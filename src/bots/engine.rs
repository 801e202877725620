use rand::rngs::StdRng;
use rand::{Rng, SeedableRng};
use tracing::{debug, trace};

use crate::action::{CardSource, Difficulty, GameAction, Selection};
use crate::bot::Bot;
use crate::bots::difficulty::DifficultyProfile;
use crate::bots::{Move, Step, heuristics, lookahead};
use crate::card::Card;
use crate::rules;
use crate::state::GameState;

/// The computer opponent.
///
/// Each decision yields one action. A move takes two decisions: the engine first
/// selects the card and remembers where it meant to put it, then plays or discards it.
///
/// Decision order:
/// 1. A card is already selected: play it on the planned (or first accepting) build
///    pile, else discard it if it came from the hand, else clear the selection.
/// 2. With look-ahead enabled, rank every legal play and discard and take the best.
///    A Skip-Bo card from the hand or a discard pile that neither completes a pile
///    nor frees the stock top ranks below every discard, so Medium and Hard hold it.
/// 3. Otherwise walk the fixed chain: stock top, hand cards from low to high with
///    Skip-Bo cards last, discard pile tops (deepest pile first), then discard the
///    hand card least worth keeping. Easy has no look-ahead and plays any Skip-Bo
///    card this chain reaches.
/// 4. Nothing possible: end the turn.
///
/// Lower difficulties sometimes pick one of the three best candidates at random; the
/// randomness comes from the injected `R`.
pub struct AiEngine<R = StdRng> {
    rng: R,
    plan: Option<Plan>,
    difficulty: Option<Difficulty>,
}

#[derive(Copy, Clone, Debug)]
struct Plan {
    selection: Selection,
    step: Step,
}

impl AiEngine<StdRng> {
    pub fn new(seed: u64) -> Self {
        Self::with_rng(StdRng::seed_from_u64(seed))
    }
}

impl<R: Rng> AiEngine<R> {
    pub fn with_rng(rng: R) -> Self {
        Self {
            rng,
            plan: None,
            difficulty: None,
        }
    }

    /// Ignore the difficulty stored in the game state and always play at `difficulty`.
    pub fn with_difficulty(mut self, difficulty: Difficulty) -> Self {
        self.difficulty = Some(difficulty);
        self
    }

    fn profile(&self, state: &GameState) -> DifficultyProfile {
        DifficultyProfile::for_level(self.difficulty.unwrap_or(state.ai_difficulty))
    }

    /// The move the engine would start next, ignoring any current selection.
    pub fn choose_move(&mut self, state: &GameState) -> Option<Move> {
        let profile = self.profile(state);
        let ranked: Vec<Move> = if profile.lookahead {
            lookahead::ranked_moves(state, &profile)
                .into_iter()
                .map(|scored| scored.mv)
                .collect()
        } else {
            priority_moves(state, &profile)
        };
        let best = *ranked.first()?;
        if profile.blunder_chance > 0.0 && self.rng.gen_bool(profile.blunder_chance) {
            let pool: Vec<Move> = ranked
                .iter()
                .filter(|mv| mv.step.is_play() == best.step.is_play())
                .take(3)
                .copied()
                .collect();
            let pick = pool[self.rng.gen_range(0..pool.len())];
            trace!(?pick, ?best, "picking a sub-optimal move");
            return Some(pick);
        }
        Some(best)
    }

    fn resolve_selection(
        &self,
        state: &GameState,
        selection: Selection,
        plan: Option<Plan>,
        profile: &DifficultyProfile,
    ) -> GameAction {
        if let Some(plan) = plan {
            let action = plan.step.action();
            if rules::check(state, &action).is_ok() {
                return action;
            }
        }
        if let Some(build_pile) = rules::first_accepting_pile(state, selection.card) {
            let action = GameAction::PlayCard { build_pile };
            if rules::check(state, &action).is_ok() {
                return action;
            }
        }
        if let (CardSource::Hand(_), Card::Number(value)) = (selection.source, selection.card) {
            let action = GameAction::DiscardCard {
                discard_pile: heuristics::best_discard_pile(state, value, profile),
            };
            if rules::check(state, &action).is_ok() {
                return action;
            }
        }
        GameAction::ClearSelection
    }
}

impl<R: Rng + Send> Bot for AiEngine<R> {
    fn decide(&mut self, state: &GameState) -> GameAction {
        if state.game_is_over {
            return GameAction::EndTurn;
        }
        if let Some(selection) = state.selected_card {
            let plan = self.plan.take().filter(|plan| plan.selection == selection);
            let profile = self.profile(state);
            return self.resolve_selection(state, selection, plan, &profile);
        }
        self.plan = None;
        match self.choose_move(state) {
            Some(mv) => {
                self.plan = Some(Plan {
                    selection: Selection {
                        card: mv.card,
                        source: mv.source,
                    },
                    step: mv.step,
                });
                GameAction::SelectCard { source: mv.source }
            }
            None => {
                debug!(player = state.current_player, "no move available, ending turn");
                GameAction::EndTurn
            }
        }
    }
}

/// Candidate moves in fixed priority order.
pub fn priority_moves(state: &GameState, profile: &DifficultyProfile) -> Vec<Move> {
    let player = state.current();
    let mut moves = Vec::new();
    let push_play = |moves: &mut Vec<Move>, source: CardSource, card: Card| {
        if let Some(pile) = rules::first_accepting_pile(state, card) {
            moves.push(Move {
                source,
                card,
                step: Step::Play(pile),
            });
        }
    };

    if let Some(card) = player.stock_top() {
        push_play(&mut moves, CardSource::Stock, card);
    }

    let mut hand: Vec<(usize, Card)> = player.hand_cards().collect();
    hand.sort_by_key(|(slot, card)| (card.value().unwrap_or(u8::MAX), *slot));
    for (slot, card) in hand.iter().copied() {
        push_play(&mut moves, CardSource::Hand(slot), card);
    }

    let mut discards: Vec<(usize, Card)> = (0..player.discard_piles.len())
        .filter_map(|index| player.discard_top(index).map(|card| (index, card)))
        .collect();
    discards.sort_by_key(|(index, _)| {
        (
            -heuristics::discard_source_score(state, *index, profile),
            *index,
        )
    });
    for (index, card) in discards {
        push_play(&mut moves, CardSource::Discard(index), card);
    }

    let mut throwaways: Vec<(usize, Card, i32)> = hand
        .iter()
        .filter(|(_, card)| !card.is_skip_bo())
        .map(|(slot, card)| (*slot, *card, heuristics::keep_value(state, *card, profile)))
        .collect();
    throwaways.sort_by_key(|(slot, card, keep)| (*keep, u8::MAX - card.value().unwrap_or(0), *slot));
    for (slot, card, _) in throwaways {
        let Some(value) = card.value() else {
            continue;
        };
        moves.push(Move {
            source: CardSource::Hand(slot),
            card,
            step: Step::Discard(heuristics::best_discard_pile(state, value, profile)),
        });
    }
    moves
}

#[cfg(test)]
mod tests {
    use rand::rngs::mock::StepRng;

    use super::*;
    use crate::config::GameConfig;
    use crate::state::BuildPile;

    fn ai_state() -> GameState {
        let mut state = GameState::empty(GameConfig::default());
        state.current_player = 1;
        state.players[1].stock = vec![Card::Number(12)];
        state
    }

    #[test]
    fn fallback_plays_stock_before_hand() {
        let mut state = ai_state();
        state.players[1].stock = vec![Card::Number(1)];
        state.players[1].hand[0] = Some(Card::Number(1));
        let moves = priority_moves(&state, &DifficultyProfile::EASY);
        assert_eq!(moves[0].source, CardSource::Stock);
    }

    #[test]
    fn fallback_orders_hand_ascending_with_skip_bo_last() {
        let mut state = ai_state();
        state.build_piles[1] = BuildPile::with_run(1);
        state.players[1].hand = vec![
            Some(Card::SkipBo),
            Some(Card::Number(2)),
            Some(Card::Number(1)),
            None,
            Some(Card::Number(9)),
        ];
        let moves = priority_moves(&state, &DifficultyProfile::EASY);
        let sources: Vec<CardSource> = moves
            .iter()
            .filter(|mv| mv.step.is_play())
            .map(|mv| mv.source)
            .collect();
        assert_eq!(
            sources,
            vec![CardSource::Hand(2), CardSource::Hand(1), CardSource::Hand(0)]
        );
    }

    #[test]
    fn fallback_prefers_deeper_discard_pile() {
        let mut state = ai_state();
        state.players[1].discard_piles[0] = vec![Card::Number(1)];
        state.players[1].discard_piles[2] = vec![Card::Number(8), Card::Number(1)];
        let moves = priority_moves(&state, &DifficultyProfile::EASY);
        assert_eq!(moves[0].source, CardSource::Discard(2));
    }

    #[test]
    fn plays_planned_pile_after_selecting() {
        let mut state = ai_state();
        state.players[1].stock = vec![Card::SkipBo];
        state.build_piles[3] = BuildPile::with_run(11);
        let mut engine = AiEngine::new(7).with_difficulty(Difficulty::Hard);
        let select = engine.decide(&state);
        assert_eq!(
            select,
            GameAction::SelectCard {
                source: CardSource::Stock
            }
        );
        state.selected_card = Some(Selection {
            card: Card::SkipBo,
            source: CardSource::Stock,
        });
        assert_eq!(engine.decide(&state), GameAction::PlayCard { build_pile: 3 });
    }

    #[test]
    fn unplanned_selection_goes_to_first_accepting_pile() {
        let mut state = ai_state();
        state.players[1].hand[0] = Some(Card::SkipBo);
        state.selected_card = Some(Selection {
            card: Card::SkipBo,
            source: CardSource::Hand(0),
        });
        let mut engine = AiEngine::new(1);
        assert_eq!(engine.decide(&state), GameAction::PlayCard { build_pile: 0 });
    }

    #[test]
    fn unplayable_stock_selection_is_cleared() {
        let mut state = ai_state();
        state.selected_card = Some(Selection {
            card: Card::Number(12),
            source: CardSource::Stock,
        });
        let mut engine = AiEngine::new(1);
        assert_eq!(engine.decide(&state), GameAction::ClearSelection);
    }

    #[test]
    fn ends_turn_with_nothing_to_do() {
        let state = ai_state();
        let mut engine = AiEngine::new(3);
        assert_eq!(engine.decide(&state), GameAction::EndTurn);
    }

    #[test]
    fn forced_blunder_stays_within_top_three() {
        let mut state = ai_state();
        state.ai_difficulty = Difficulty::Easy;
        state.players[1].hand = vec![
            Some(Card::Number(1)),
            Some(Card::Number(1)),
            Some(Card::Number(1)),
            Some(Card::Number(1)),
            Some(Card::Number(1)),
        ];
        // A zero-valued mock makes every chance roll succeed and every range pick the low end.
        let mut engine = AiEngine::with_rng(StepRng::new(0, 0));
        let mv = engine.choose_move(&state).expect("a move");
        assert_eq!(mv.source, CardSource::Hand(0));
        assert!(mv.step.is_play());
    }
}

______

* [Try it] List every line above that contains the word "ClearSelection".

* [Answer space]
        GameAction::ClearSelection
        assert_eq!(engine.decide(&state), GameAction::ClearSelection);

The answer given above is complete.